/---

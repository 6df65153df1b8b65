//! Chat formatting for assessment results

use sa_core::{Decision, StitchingAssessment};

/// WhatsApp's per-message body limit on Twilio
pub const DEFAULT_MESSAGE_LIMIT: usize = 1600;

const GREETINGS: &[&str] = &["hi", "hello", "start", "help"];

/// Cut `text` to at most `limit` characters, ending in "..." when shortened
pub fn truncate_for_whatsapp(text: &str, limit: usize) -> String {
    if text.chars().count() <= limit {
        return text.to_string();
    }

    let keep = limit.saturating_sub(3);
    let mut truncated: String = text.chars().take(keep).collect();
    truncated.push_str("...");
    truncated
}

/// Up to three bullet lines
pub fn format_list(items: &[String]) -> String {
    if items.is_empty() {
        return "• None identified".to_string();
    }
    items
        .iter()
        .take(3)
        .map(|item| format!("• {item}"))
        .collect::<Vec<_>>()
        .join("\n")
}

/// Up to two items on one line
pub fn format_list_compact(items: &[String]) -> String {
    if items.is_empty() {
        return "None".to_string();
    }
    items
        .iter()
        .take(2)
        .map(String::as_str)
        .collect::<Vec<_>>()
        .join(" | ")
}

fn title_case(text: &str) -> String {
    text.split_whitespace()
        .map(|word| {
            let mut chars = word.chars();
            match chars.next() {
                Some(first) => first
                    .to_uppercase()
                    .chain(chars.flat_map(char::to_lowercase))
                    .collect(),
                None => String::new(),
            }
        })
        .collect::<Vec<_>>()
        .join(" ")
}

/// Multi-line breakdown sent after the final assessment
pub fn detailed_assessment(assessment: &StitchingAssessment) -> String {
    format!(
        "📊 **Detailed Analysis:**\n\n\
         {} **Quality Rating:** {}/10\n\
         📝 **Stitch Type:** {}\n\
         🎯 **Skill Level:** {}\n\n\
         ⚠️ **Technical Issues:**\n{}\n\n\
         💡 **Improvement Tips:**\n{}",
        assessment.band().emoji(),
        assessment.quality_rating,
        assessment.stitch_type,
        title_case(&assessment.professional_grade),
        format_list(&assessment.technical_issues),
        format_list(&assessment.improvement_suggestions),
    )
}

/// Compact single-message report
pub fn assessment_report(assessment: &StitchingAssessment) -> String {
    let band = assessment.band();
    let verdict_emoji = if assessment.pass_fail.is_pass() {
        "✅"
    } else {
        "❌"
    };

    format!(
        "🧵 STITCHING ASSESSMENT 🧵\n\n\
         {} Rating: {}/10\n\
         {} Result: {}\n\
         📝 Type: {}\n\
         🎯 Level: {}\n\n\
         ⚠️ Issues: {}\n\n\
         💡 Tips: {}\n\n\
         🎓 Feedback: {}",
        band.emoji(),
        assessment.quality_rating,
        verdict_emoji,
        assessment.pass_fail,
        title_case(&assessment.stitch_type),
        title_case(&assessment.professional_grade),
        format_list_compact(&assessment.technical_issues),
        format_list_compact(&assessment.improvement_suggestions),
        band.short_feedback(),
    )
}

pub fn encouragement(rating: u8) -> &'static str {
    if rating >= 8 {
        "🌟 Excellent professional quality work!"
    } else if rating >= 6 {
        "👍 Good progress! Focus on suggestions to reach pro level."
    } else {
        "💪 Keep practicing! Focus on fundamentals."
    }
}

pub fn decision_emoji(decision: Decision) -> &'static str {
    match decision {
        Decision::Pass => "✅",
        Decision::Fail => "❌",
        Decision::Pending => "⏳",
    }
}

pub fn final_result_line(decision: Decision) -> String {
    format!("{} **Final Result: {}**", decision_emoji(decision), decision)
}

pub fn welcome_message() -> &'static str {
    "🧵 Welcome to the Job Skill Assessment Bot!\n\n\
     I assess practical skills for job applications. Currently available role: Tailor.\n\n\
     📸 **How to use:**\n\
     1. Tell me which role you are applying for\n\
     2. Send a clear photo of your work sample\n\
     3. Get a detailed rating (1-10) and feedback\n\
     4. Receive a PASS/FAIL hiring decision\n\n\
     **What I can assess:**\n\
     • Hand stitching quality\n\
     • Machine stitch precision\n\
     • Seam construction\n\
     • Thread tension\n\
     • Professional finishing\n\n\
     You can also send a voice message. Send /reset to start over.\n\n\
     Send me your stitching photo to get started! 🪡"
}

/// Whole-word match against the greeting list
pub fn is_greeting(text: &str) -> bool {
    text.to_lowercase()
        .split(|c: char| !c.is_alphanumeric())
        .any(|word| GREETINGS.contains(&word))
}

\---

**Task to complete:** What you return must match the data word for word.

**Answer to this task:**
repository 6df65153df1b8b65
//! Chat formatting for assessment results

use sa_core::{Decision, StitchingAssessment};

/// WhatsApp's per-message body limit on Twilio
pub const DEFAULT_MESSAGE_LIMIT: usize = 1600;

const GREETINGS: &[&str] = &["hi", "hello", "start", "help"];

/// Cut `text` to at most `limit` characters, ending in "..." when shortened
pub fn truncate_for_whatsapp(text: &str, limit: usize) -> String {
    if text.chars().count() <= limit {
        return text.to_string();
    }

    let keep = limit.saturating_sub(3);
    let mut truncated: String = text.chars().take(keep).collect();
    truncated.push_str("...");
    truncated
}

/// Up to three bullet lines
pub fn format_list(items: &[String]) -> String {
    if items.is_empty() {
        return "• None identified".to_string();
    }
    items
        .iter()
        .take(3)
        .map(|item| format!("• {item}"))
        .collect::<Vec<_>>()
        .join("\n")
}

/// Up to two items on one line
pub fn format_list_compact(items: &[String]) -> String {
    if items.is_empty() {
        return "None".to_string();
    }
    items
        .iter()
        .take(2)
        .map(String::as_str)
        .collect::<Vec<_>>()
        .join(" | ")
}

fn title_case(text: &str) -> String {
    text.split_whitespace()
        .map(|word| {
            let mut chars = word.chars();
            match chars.next() {
                Some(first) => first
                    .to_uppercase()
                    .chain(chars.flat_map(char::to_lowercase))
                    .collect(),
                None => String::new(),
            }
        })
        .collect::<Vec<_>>()
        .join(" ")
}

/// Multi-line breakdown sent after the final assessment
pub fn detailed_assessment(assessment: &StitchingAssessment) -> String {
    format!(
        "📊 **Detailed Analysis:**\n\n\
         {} **Quality Rating:** {}/10\n\
         📝 **Stitch Type:** {}\n\
         🎯 **Skill Level:** {}\n\n\
         ⚠️ **Technical Issues:**\n{}\n\n\
         💡 **Improvement Tips:**\n{}",
        assessment.band().emoji(),
        assessment.quality_rating,
        assessment.stitch_type,
        title_case(&assessment.professional_grade),
        format_list(&assessment.technical_issues),
        format_list(&assessment.improvement_suggestions),
    )
}

/// Compact single-message report
pub fn assessment_report(assessment: &StitchingAssessment) -> String {
    let band = assessment.band();
    let verdict_emoji = if assessment.pass_fail.is_pass() {
        "✅"
    } else {
        "❌"
    };

    format!(
        "🧵 STITCHING ASSESSMENT 🧵\n\n\
         {} Rating: {}/10\n\
         {} Result: {}\n\
         📝 Type: {}\n\
         🎯 Level: {}\n\n\
         ⚠️ Issues: {}\n\n\
         💡 Tips: {}\n\n\
         🎓 Feedback: {}",
        band.emoji(),
        assessment.quality_rating,
        verdict_emoji,
        assessment.pass_fail,
        title_case(&assessment.stitch_type),
        title_case(&assessment.professional_grade),
        format_list_compact(&assessment.technical_issues),
        format_list_compact(&assessment.improvement_suggestions),
        band.short_feedback(),
    )
}

pub fn encouragement(rating: u8) -> &'static str {
    if rating >= 8 {
        "🌟 Excellent professional quality work!"
    } else if rating >= 6 {
        "👍 Good progress! Focus on suggestions to reach pro level."
    } else {
        "💪 Keep practicing! Focus on fundamentals."
    }
}

pub fn decision_emoji(decision: Decision) -> &'static str {
    match decision {
        Decision::Pass => "✅",
        Decision::Fail => "❌",
        Decision::Pending => "⏳",
    }
}

pub fn final_result_line(decision: Decision) -> String {
    format!("{} **Final Result: {}**", decision_emoji(decision), decision)
}

pub fn welcome_message() -> &'static str {
    "🧵 Welcome to the Job Skill Assessment Bot!\n\n\
     I assess practical skills for job applications. Currently available role: Tailor.\n\n\
     📸 **How to use:**\n\
     1. Tell me which role you are applying for\n\
     2. Send a clear photo of your work sample\n\
     3. Get a detailed rating (1-10) and feedback\n\
     4. Receive a PASS/FAIL hiring decision\n\n\
     **What I can assess:**\n\
     • Hand stitching quality\n\
     • Machine stitch precision\n\
     • Seam construction\n\
     • Thread tension\n\
     • Professional finishing\n\n\
     You can also send a voice message. Send /reset to start over.\n\n\
     Send me your stitching photo to get started! 🪡"
}

/// Whole-word match against the greeting list
pub fn is_greeting(text: &str) -> bool {
    text.to_lowercase()
        .split(|c: char| !c.is_alphanumeric())
        .any(|word| GREETINGS.contains(&word))
}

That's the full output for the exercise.